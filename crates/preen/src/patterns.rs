use regex::Regex;
use std::sync::OnceLock;

pub(crate) fn mustache_expr_regex() -> &'static Regex {
    static RE: OnceLock<Regex> = OnceLock::new();
    RE.get_or_init(|| Regex::new(r"\{\{[\w\W]*|[\w\W]*\}\}").expect("valid regex"))
}

pub(crate) fn erb_expr_regex() -> &'static Regex {
    static RE: OnceLock<Regex> = OnceLock::new();
    RE.get_or_init(|| Regex::new(r"<%[\w\W]*|[\w\W]*%>").expect("valid regex"))
}

pub(crate) fn template_literal_expr_regex() -> &'static Regex {
    static RE: OnceLock<Regex> = OnceLock::new();
    RE.get_or_init(|| Regex::new(r"\$\{[\w\W]*").expect("valid regex"))
}

pub(crate) fn data_attr_regex() -> &'static Regex {
    static RE: OnceLock<Regex> = OnceLock::new();
    RE.get_or_init(|| Regex::new(r"^data-[\-\w.\u{00B7}-\u{FFFF}]+$").expect("valid regex"))
}

pub(crate) fn aria_attr_regex() -> &'static Regex {
    static RE: OnceLock<Regex> = OnceLock::new();
    RE.get_or_init(|| Regex::new(r"^aria-[\-\w]+$").expect("valid regex"))
}

/// Default URI-safety pattern: known-safe schemes, scheme-less/relative values, or anything
/// that cannot be parsed as a scheme.
pub fn default_allowed_uri_regex() -> &'static Regex {
    static RE: OnceLock<Regex> = OnceLock::new();
    RE.get_or_init(|| {
        Regex::new(
            r"(?i)^(?:(?:(?:f|ht)tps?|mailto|tel|callto|sms|cid|xmpp|matrix):|[^a-z]|[a-z+.\-]+(?:[^a-z+.\-:]|$))",
        )
        .expect("valid regex")
    })
}

pub(crate) fn script_or_data_regex() -> &'static Regex {
    static RE: OnceLock<Regex> = OnceLock::new();
    RE.get_or_init(|| Regex::new(r"(?i)^(?:\w+script|data):").expect("valid regex"))
}

pub(crate) fn attr_whitespace_regex() -> &'static Regex {
    static RE: OnceLock<Regex> = OnceLock::new();
    RE.get_or_init(|| {
        Regex::new(r"[\u{0000}-\u{0020}\u{00A0}\u{1680}\u{180E}\u{2000}-\u{2029}\u{205F}\u{3000}]")
            .expect("valid regex")
    })
}

pub(crate) fn doctype_name_regex() -> &'static Regex {
    static RE: OnceLock<Regex> = OnceLock::new();
    RE.get_or_init(|| Regex::new(r"(?i)^html$").expect("valid regex"))
}

pub(crate) fn custom_element_regex() -> &'static Regex {
    static RE: OnceLock<Regex> = OnceLock::new();
    RE.get_or_init(|| Regex::new(r"(?i)^[a-z][.\w]*(-[.\w]+)+$").expect("valid regex"))
}

pub(crate) fn leading_whitespace_regex() -> &'static Regex {
    static RE: OnceLock<Regex> = OnceLock::new();
    RE.get_or_init(|| Regex::new(r"^[\r\n\t ]+").expect("valid regex"))
}

pub(crate) fn tag_like_regex() -> &'static Regex {
    static RE: OnceLock<Regex> = OnceLock::new();
    RE.get_or_init(|| Regex::new(r"<[/\w!]").expect("valid regex"))
}

pub(crate) fn comment_tag_like_regex() -> &'static Regex {
    static RE: OnceLock<Regex> = OnceLock::new();
    RE.get_or_init(|| Regex::new(r"<[/\w]").expect("valid regex"))
}

pub(crate) fn nested_fallback_close_regex() -> &'static Regex {
    static RE: OnceLock<Regex> = OnceLock::new();
    RE.get_or_init(|| Regex::new(r"(?i)</no(script|embed|frames)").expect("valid regex"))
}

/// Attribute values that could close a comment/CDATA section or a raw-text parent when the
/// tree is re-serialized as XML.
pub(crate) fn xml_breakout_attr_regex() -> &'static Regex {
    static RE: OnceLock<Regex> = OnceLock::new();
    RE.get_or_init(|| Regex::new(r"(?i)((--!?|\])>)|</(style|title)").expect("valid regex"))
}

/// Replaces mustache, ERB and template-literal expressions with a single space each.
pub(crate) fn scrub_template_expressions(input: &str) -> String {
    let mut out = mustache_expr_regex().replace_all(input, " ").into_owned();
    out = erb_expr_regex().replace_all(&out, " ").into_owned();
    template_literal_expr_regex().replace_all(&out, " ").into_owned()
}

pub(crate) fn strip_attr_whitespace(value: &str) -> String {
    attr_whitespace_regex().replace_all(value, "").into_owned()
}

#[cfg(test)]
mod tests {
    use super::*;

    #[test]
    fn default_uri_regex_accepts_safe_and_relative_values() {
        let re = default_allowed_uri_regex();
        for ok in [
            "https://example.com",
            "http://x",
            "mailto:a@b.c",
            "tel:+123",
            "/relative/path",
            "#frag",
            "?q=1",
            "page.html",
        ] {
            assert!(re.is_match(ok), "{ok}");
        }
        for bad in ["javascript:alert(1)", "JaVaScRiPt:x", "vbscript:msgbox", "data:text/html,x"] {
            assert!(!re.is_match(bad), "{bad}");
        }
    }

    #[test]
    fn scrub_template_expressions_blanks_everything_after_an_opener() {
        assert_eq!(scrub_template_expressions("a {{b}} c"), "  c");
        assert_eq!(scrub_template_expressions("x ${y}"), "x  ");
        assert_eq!(scrub_template_expressions("plain"), "plain");
    }

    #[test]
    fn whitespace_is_stripped_before_uri_checks() {
        assert_eq!(strip_attr_whitespace("java\tscript:\u{00A0}x"), "javascript:x");
    }
}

※ ※ ※

▶ [TASK DIRECTIONS] Look for the line with "pub(crate) fn strip_attr_whitespace(value: &str)" in the listing above. Print it and each later line exactly, ending with the last line.

▶ [FINISHED EXERCISE]
pub(crate) fn strip_attr_whitespace(value: &str) -> String {
    attr_whitespace_regex().replace_all(value, "").into_owned()
}

#[cfg(test)]
mod tests {
    use super::*;

    #[test]
    fn default_uri_regex_accepts_safe_and_relative_values() {
        let re = default_allowed_uri_regex();
        for ok in [
            "https://example.com",
            "http://x",
            "mailto:a@b.c",
            "tel:+123",
            "/relative/path",
            "#frag",
            "?q=1",
            "page.html",
        ] {
            assert!(re.is_match(ok), "{ok}");
        }
        for bad in ["javascript:alert(1)", "JaVaScRiPt:x", "vbscript:msgbox", "data:text/html,x"] {
            assert!(!re.is_match(bad), "{bad}");
        }
    }

    #[test]
    fn scrub_template_expressions_blanks_everything_after_an_opener() {
        assert_eq!(scrub_template_expressions("a {{b}} c"), "  c");
        assert_eq!(scrub_template_expressions("x ${y}"), "x  ");
        assert_eq!(scrub_template_expressions("plain"), "plain");
    }

    #[test]
    fn whitespace_is_stripped_before_uri_checks() {
        assert_eq!(strip_attr_whitespace("java\tscript:\u{00A0}x"), "javascript:x");
    }
}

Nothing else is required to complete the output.